James Boyle AKA Breakage only records music at night. When the birds start tweeting and people get ready to go to work, he stops working. And that sweet twilight tension is writ-large on his ambient, chest rattling productions. He’s the which the dark master of UK sound-system melancholy. A Noah “40” Shebib for the M25 Orbital zone, if you will.
In 2015, after a break of 4 years, this notoriously reclusive perfectionist is ready to give a new album to the world – album # 3 ‘When The Night Comes’. It arrives following singles ‘Treading Water’, ‘Future’ and album instant grat track ‘Revelation’.

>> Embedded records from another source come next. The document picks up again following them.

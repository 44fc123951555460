pub mod formatter;

pub use formatter::{
    format_batch_report, format_choices, format_filters, format_planned_changes,
    format_unit_table, should_use_colors,
};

Breakage is best known for his Top 40 hit with Jess Mills, ‘Fighting Fire’, and a certified grime classic when Newham Generals jumped on one of his instrumentals to make the thuggish ‘Hard’. Not to mention a discography of classic drum & bass tracks, from dub jungle smash hits like ‘Clarendon’ (here) to cut-up drumfunk like his famed remix of Equinox’s ‘Acid Rain VIP’ (here) on labels from Planet Mu to Reinforced and Critical Recordings. But it was at Digital Soundboy with the legendary Shy FX he found his natural home and the biggest champion of his way with ‘the groove’.

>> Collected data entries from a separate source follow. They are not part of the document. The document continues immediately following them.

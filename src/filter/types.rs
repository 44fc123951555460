use anyhow::bail;
use serde::{Deserialize, Serialize};
use std::fmt;
use std::str::FromStr;

pub const FILTER_STATE_VERSION: u32 = 1;

/// One of the five listing filters
#[derive(Debug, Clone, Copy, PartialEq, Eq, Hash)]
pub enum FilterField {
    Id,
    City,
    Name,
    Size,
    Products,
}

impl FilterField {
    pub const ALL: [FilterField; 5] = [
        FilterField::Id,
        FilterField::City,
        FilterField::Name,
        FilterField::Size,
        FilterField::Products,
    ];

    pub fn as_str(&self) -> &'static str {
        match self {
            FilterField::Id => "id",
            FilterField::City => "city",
            FilterField::Name => "name",
            FilterField::Size => "size",
            FilterField::Products => "products",
        }
    }
}

impl fmt::Display for FilterField {
    fn fmt(&self, f: &mut fmt::Formatter<'_>) -> fmt::Result {
        f.write_str(self.as_str())
    }
}

impl FromStr for FilterField {
    type Err = anyhow::Error;

    fn from_str(s: &str) -> Result<Self, Self::Err> {
        match s.trim().to_lowercase().as_str() {
            "id" => Ok(FilterField::Id),
            "city" => Ok(FilterField::City),
            "name" => Ok(FilterField::Name),
            "size" => Ok(FilterField::Size),
            "products" | "product" => Ok(FilterField::Products),
            other => bail!(
                "Unknown filter field '{}' (expected id, city, name, size or products)",
                other
            ),
        }
    }
}

/// Current text of every filter. All five are always present.
#[derive(Debug, Clone, Default, PartialEq, Eq, Serialize, Deserialize)]
#[serde(rename_all = "camelCase", default)]
pub struct Filters {
    pub filter_by_id: String,
    pub filter_by_city: String,
    pub filter_by_name: String,
    pub filter_by_size: String,
    pub filter_by_products: String,
}

/// Persisted filter blob
#[derive(Debug, Clone, PartialEq, Eq, Serialize, Deserialize)]
pub struct FilterState {
    #[serde(default = "default_version")]
    pub version: u32,
    #[serde(default)]
    pub filters: Filters,
}

fn default_version() -> u32 {
    FILTER_STATE_VERSION
}

impl Default for FilterState {
    fn default() -> Self {
        Self::new()
    }
}

impl FilterState {
    pub fn new() -> Self {
        Self {
            version: FILTER_STATE_VERSION,
            filters: Filters::default(),
        }
    }

    pub fn get(&self, field: FilterField) -> &str {
        match field {
            FilterField::Id => &self.filters.filter_by_id,
            FilterField::City => &self.filters.filter_by_city,
            FilterField::Name => &self.filters.filter_by_name,
            FilterField::Size => &self.filters.filter_by_size,
            FilterField::Products => &self.filters.filter_by_products,
        }
    }

    pub fn set(&mut self, field: FilterField, value: impl Into<String>) {
        let value = value.into();
        match field {
            FilterField::Id => self.filters.filter_by_id = value,
            FilterField::City => self.filters.filter_by_city = value,
            FilterField::Name => self.filters.filter_by_name = value,
            FilterField::Size => self.filters.filter_by_size = value,
            FilterField::Products => self.filters.filter_by_products = value,
        }
    }

    pub fn clear(&mut self) {
        self.filters = Filters::default();
    }

    pub fn is_empty(&self) -> bool {
        FilterField::ALL.iter().all(|f| self.get(*f).is_empty())
    }
}

#[cfg(test)]
mod tests {
    use super::*;

    #[test]
    fn test_parse_field_names() {
        assert_eq!("ID".parse::<FilterField>().unwrap(), FilterField::Id);
        assert_eq!("products".parse::<FilterField>().unwrap(), FilterField::Products);
        assert!("price".parse::<FilterField>().is_err());
    }

    #[test]
    fn test_partial_blob_fills_missing_fields() {
        let state: FilterState =
            serde_json::from_str(r#"{"filters": {"filterByCity": "kyiv"}}"#).unwrap();
        assert_eq!(state.version, FILTER_STATE_VERSION);
        assert_eq!(state.get(FilterField::City), "kyiv");
        assert_eq!(state.get(FilterField::Products), "");
    }

    #[test]
    fn test_serialized_blob_carries_all_fields() {
        let value = serde_json::to_value(FilterState::new()).unwrap();
        let filters = value["filters"].as_object().unwrap();
        assert_eq!(filters.len(), 5);
        assert!(filters.contains_key("filterByProducts"));
    }

    #[test]
    fn test_set_and_clear() {
        let mut state = FilterState::new();
        state.set(FilterField::Size, "3");
        assert!(!state.is_empty());
        state.clear();
        assert!(state.is_empty());
    }
}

But that’s not the whole Breakage story. Did you know he turned up at Croydon’s famous Brit School as a teen student wanting to be the next Jimi Hendrix, having been raised on his Dad’s classic rock? It was only when his older brother (an associate of proto-junglist hardcore group The Criminal Minds) put him onto early dance that he dropped the guitar and picked up Cubase.
‘When The Night Comes’ is a snap shot of all his influences; drum & bass, rock, techno…from Madchester to Metalheadz. The end result has more in common with the great British dance genre synthesisers than the genre purists; Leftfield, Massive Attack and Burial (who he collaborated with). Tracks like ‘Revelation’ with Liam Baily suggesting Lover’s Rock for a dystopian future. ‘Bad Blood’ with Jess Mills sounding like a Boi-1da with minimal drum programming. ‘Dedication’ echoing his break beat virtuosity of yore, while ‘Treading Water’ is perfect crystalline pop. The submarine ‘Aquamission’ is a direct reference to Roots Manuva’s observation that Breakage’s music is talking to sealife (like whales) on their frequencies.
The album has the confidence to build from chilled and chilly atmospheres, into high dance floor drama. ‘When The Night Comes’, no one channels it’s blackness like Breakage.